The project is called LinkNYC, and it’s the result of a public-private partnership between the City of New York and CityBridge, a NYC–based consortium of leading experts in technology, media, connectivity and user experience that includes Intersection, Qualcomm and CIVIQ Smartscapes. LinkNYC will replace 7,500 obsolete payphones with interactive and durable structures known as Links over the next few years. These gray, black and white monoliths provide information services, phone charging, fast and free Wi-Fi up to 100 times faster than your average public network with a range of up to 150 feet and vibrant screens for a mix of public service messaging and advertising.
CityBridge was awarded the franchise by the De Blasio Administration from a myriad of competitive RFPs in 2014. Since its official launch in January 2016, the collaborating parties have installed 330 links between Manhattan, the Bronx and Queens and will be expanding to other boroughs soon.
Digital Signage Connection caught up with Dave Etherington, Intersection’s Chief Strategy Officer, to get a progress report of sorts as the companies tabulate the feedback they’ve received from the beta phase of LinkNYC’s initial rollout.
“It’s been a fast-paced year,” said Etherington, “And we’re in a great place.
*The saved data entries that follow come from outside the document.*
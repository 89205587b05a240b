use anyhow::{Result, bail};
use tracing::info;

use crate::cli::ClassifyArgs;
use crate::commands::split::{PageClassifier, TesseractExtractor, TextExtractor};
use crate::model::PageRef;
use crate::templates::load_templates;

pub fn run(args: ClassifyArgs) -> Result<()> {
    if !args.page.is_file() {
        bail!("page does not exist: {}", args.page.display());
    }

    let templates = load_templates(args.templates.as_deref())?;
    let extractor = TesseractExtractor::new(&args.ocr_lang)?;
    let page = PageRef::new(args.page);

    let text = extractor.extract_text(&page)?;
    let verdict = PageClassifier::new(&templates).evaluate(&text);

    let matched_reference = verdict
        .matched_template
        .and_then(|index| templates.iter().nth(index))
        .map(|template| template.reference_text.as_str())
        .unwrap_or_default();

    info!(
        page = %page,
        is_form_start = verdict.is_form_start,
        min_distance = ?verdict.min_distance,
        matched_template = %matched_reference,
        matched_line = %verdict.matched_line.unwrap_or_default(),
        "page classified"
    );

    Ok(())
}
use std::collections::HashMap;
use std::fs;
use std::path::{Path, PathBuf};
use std::process::Command;

use anyhow::{Context, Result, bail, ensure};
use chrono::Utc;
use regex::Regex;
use tracing::{debug, info, warn};

use crate::cli::SplitArgs;
use crate::commands::inventory;
use crate::model::{
    ClassificationResult, MaterializedPage, PageRef, SegmentCoordinate, SegmentedPage,
    SplitCounts, SplitPageRecord, SplitRunManifest,
};
use crate::templates::{TemplateSet, load_templates};
use crate::util::{
    copy_file, ensure_directory, now_utc_string, utc_compact_string, write_json_pretty,
};

mod classifier;
mod extract;
mod materialize;
mod pool;
mod run;
mod segment;

pub use classifier::PageClassifier;
pub use extract::{TesseractExtractor, TextExtractor};
pub use run::run;

use materialize::*;
use pool::*;
use segment::*;
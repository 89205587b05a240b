use super::*;

/// Assigns `(form, page)` coordinates by walking `pages` in document order.
///
/// A form-start page bumps the form index and restarts page numbering before
/// it is assigned, so it becomes page 1 of the new form. Pages ahead of the
/// first boundary stay in form 0. A page with no entry in `results` is taken
/// as a continuation page.
pub fn segment(pages: &[PageRef], results: &ClassificationMap) -> Vec<SegmentedPage> {
    let mut form_index = 0;
    let mut page_index = 1;

    pages
        .iter()
        .map(|page| {
            let is_form_start = results
                .get(page)
                .is_some_and(|result| result.is_form_start);
            if is_form_start {
                form_index += 1;
                page_index = 1;
            }

            let coordinate = SegmentCoordinate {
                form_index,
                page_index,
            };
            page_index += 1;

            SegmentedPage {
                page: page.clone(),
                coordinate,
            }
        })
        .collect()
}

pub fn leading_page_count(segmented: &[SegmentedPage]) -> usize {
    segmented
        .iter()
        .take_while(|entry| entry.coordinate.form_index == 0)
        .count()
}
pub mod classify;
pub mod inventory;
pub mod split;
use strsim::levenshtein;

use super::*;

pub fn score(candidate: &str, reference: &str) -> usize {
    levenshtein(candidate, reference)
}

#[derive(Debug, Clone, PartialEq, Eq)]
pub struct PageVerdict {
    pub is_form_start: bool,
    pub min_distance: Option<usize>,
    pub matched_template: Option<usize>,
    pub matched_line: Option<String>,
}

#[derive(Debug, Clone, Copy)]
pub struct PageClassifier<'a> {
    templates: &'a TemplateSet,
}

impl<'a> PageClassifier<'a> {
    pub fn new(templates: &'a TemplateSet) -> Self {
        Self { templates }
    }

    #[cfg(test)]
    pub fn classify(&self, text: &str) -> bool {
        self.evaluate(text).is_form_start
    }

    pub fn evaluate(&self, text: &str) -> PageVerdict {
        let mut min_distance: Option<usize> = None;

        // Line 0 is OCR header noise.
        for line in text.split('\n').skip(1).map(str::trim) {
            if line.is_empty() {
                continue;
            }

            for (index, template) in self.templates.iter().enumerate() {
                let distance = score(line, &template.reference_text);
                min_distance = Some(min_distance.map_or(distance, |min| min.min(distance)));

                if distance < template.threshold {
                    return PageVerdict {
                        is_form_start: true,
                        min_distance,
                        matched_template: Some(index),
                        matched_line: Some(line.to_string()),
                    };
                }
            }
        }

        PageVerdict {
            is_form_start: false,
            min_distance,
            matched_template: None,
            matched_line: None,
        }
    }
}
There were more than one million Wi-Fi sessions in the last week, and there’s a tablet that runs on a secure Android operating system in each link that accounts for more than 50,000 sessions per week … about half of which are phone calls. Right now, in the beta phase, we can experiment with the right brightness at different times of the day as well as with the volume of the speakers above the tablet’s audio jack.”
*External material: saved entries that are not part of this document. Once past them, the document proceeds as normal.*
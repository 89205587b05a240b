use std::fs;
use std::path::Path;

use anyhow::{Context, Result, bail};
use serde::Deserialize;
use tracing::{info, warn};

use crate::model::Template;

const DEFAULT_TEMPLATES: &[(&str, usize)] = &[
    ("Constitution (disclosures by Members) Regulation 1983", 25),
    ("SECTION 2—MEMBER'S ORDINARY RETURN", 10),
];

#[derive(Debug, Deserialize)]
struct TemplateFile {
    templates: Vec<Template>,
}

#[derive(Debug, Clone)]
pub struct TemplateSet {
    templates: Vec<Template>,
}

impl TemplateSet {
    pub fn new(templates: Vec<Template>) -> Result<Self> {
        if templates.is_empty() {
            bail!("template set is empty; at least one boundary template is required");
        }

        for (index, template) in templates.iter().enumerate() {
            if template.reference_text.trim().is_empty() {
                bail!("template {index} has an empty reference_text");
            }
            if template.threshold == 0 {
                warn!(
                    template = index,
                    reference_text = %template.reference_text,
                    "template threshold is 0 and can never match"
                );
            }
        }

        Ok(Self { templates })
    }

    pub fn builtin() -> Self {
        Self {
            templates: DEFAULT_TEMPLATES
                .iter()
                .map(|(text, threshold)| Template {
                    reference_text: (*text).to_string(),
                    threshold: *threshold,
                })
                .collect(),
        }
    }

    pub fn from_json(raw: &[u8]) -> Result<Self> {
        let file: TemplateFile =
            serde_json::from_slice(raw).context("failed to parse template configuration")?;
        Self::new(file.templates)
    }

    pub fn iter(&self) -> impl Iterator<Item = &Template> {
        self.templates.iter()
    }

    pub fn len(&self) -> usize {
        self.templates.len()
    }
}

pub fn load_templates(path: Option<&Path>) -> Result<TemplateSet> {
    let Some(path) = path else {
        let set = TemplateSet::builtin();
        info!(templates = set.len(), "using built-in boundary templates");
        return Ok(set);
    };

    let raw = fs::read(path).with_context(|| format!("failed to read {}", path.display()))?;
    let set = TemplateSet::from_json(&raw)
        .with_context(|| format!("invalid template configuration in {}", path.display()))?;

    info!(path = %path.display(), templates = set.len(), "loaded boundary templates");
    Ok(set)
}

#[cfg(test)]
mod tests {
    use std::fs;

    use tempfile::TempDir;

    use super::*;

    #[test]
    fn from_json_reads_template_list() {
        let raw = br#"
        {
          "templates": [
            { "reference_text": "HELLO", "threshold": 2 },
            { "reference_text": "Annual Return", "threshold": 4 }
          ]
        }
        "#;

        let set = TemplateSet::from_json(raw).expect("valid configuration should parse");
        assert_eq!(set.len(), 2);
        let first = set.iter().next().unwrap();
        assert_eq!(first.reference_text, "HELLO");
        assert_eq!(first.threshold, 2);
    }

    #[test]
    fn empty_template_set_is_rejected() {
        let err = TemplateSet::from_json(br#"{ "templates": [] }"#).unwrap_err();
        assert!(err.to_string().contains("empty"));
    }

    #[test]
    fn blank_reference_text_is_rejected() {
        let raw = br#"{ "templates": [ { "reference_text": "   ", "threshold": 3 } ] }"#;
        assert!(TemplateSet::from_json(raw).is_err());
    }

    #[test]
    fn malformed_configuration_is_rejected() {
        assert!(TemplateSet::from_json(br#"{ "templates": [ { "threshold": -1 } ] }"#).is_err());
        assert!(TemplateSet::from_json(b"not json").is_err());
    }

    #[test]
    fn zero_threshold_is_accepted() {
        let raw = br#"{ "templates": [ { "reference_text": "HELLO", "threshold": 0 } ] }"#;
        assert!(TemplateSet::from_json(raw).is_ok());
    }

    #[test]
    fn load_templates_falls_back_to_builtin_set() {
        let set = load_templates(None).unwrap();
        assert_eq!(set.len(), DEFAULT_TEMPLATES.len());
    }

    #[test]
    fn load_templates_reports_missing_file() {
        let dir = TempDir::new().unwrap();
        let err = load_templates(Some(&dir.path().join("absent.json"))).unwrap_err();
        assert!(err.to_string().contains("failed to read"));
    }

    #[test]
    fn load_templates_reads_file() {
        let dir = TempDir::new().unwrap();
        let path = dir.path().join("templates.json");
        fs::write(
            &path,
            r#"{ "templates": [ { "reference_text": "FORM A", "threshold": 3 } ] }"#,
        )
        .unwrap();

        let set = load_templates(Some(&path)).unwrap();
        assert_eq!(set.len(), 1);
    }
}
As this gigantic undertaking develops, LinkNYC is expected to generate more than half a billion dollars in digital out-of-home (DOOH) advertising revenue for New York City and will provide the freedom for CityBridge to continually update the Links.
“This is mostly about urban equalization,” Etherington explained, “LinkNYC is the largest rollout of digital displays anywhere in the world, so it is an investment—a service not unlike YouTube or Google Maps that quite literally levels the playing field of New York City, and can afford to do so because of the money from advertising. But, beyond revenue, the objective is to make metropolitan areas more egalitarian and easier to live in. Wi-Fi is the first example that springs to mind, because it’s literally there now for people who can’t afford Internet.”
Another fascinating repercussion of leveling the playing field with LinkNYC is that the kiosks essentially reflect back what the community is feeling as a whole. For example, a recent campaign came from the MillerCoors’ Coors Light brand, which used location-based Shazam data to populate top-10 playlists on the LinkNYC platform for each neighborhood. This campaign became extraordinarily revealing the day after David Bowie unexpectedly passed away from liver cancer. In addition to being a beloved pop/rock icon and androgynous shapeshifter for almost five decades, Bowie and Somali-born model wife Iman were New York locals for nearly 20 years. Shortly after news of his death circulated, playlists on many of the Link kiosks lit up with the greatest hits of the Thin White Duke. For any corporate observer, it’s fairly easy to see how this kind of location-specific consumer data functions as a fantastic blueprint for ad programming down the road. So what does the future look like for LinkNYC?
“We’re in the process of determining what the next steps are in terms of hardware and software upgrades,” said Etherington. “For instance, what role will sensors and voice activation play in the future? Other ideas include video calls and even outfitting the Link kiosks with a polling capability.”
At the moment, LinkNYC boasts more than 350,000 registered users. Seeing the initial benefits of the official launch, almost every major city around the globe has been banging down the door to receive a similar technological makeover, but news about where the Links will actually arrive next has yet to come down the pipeline.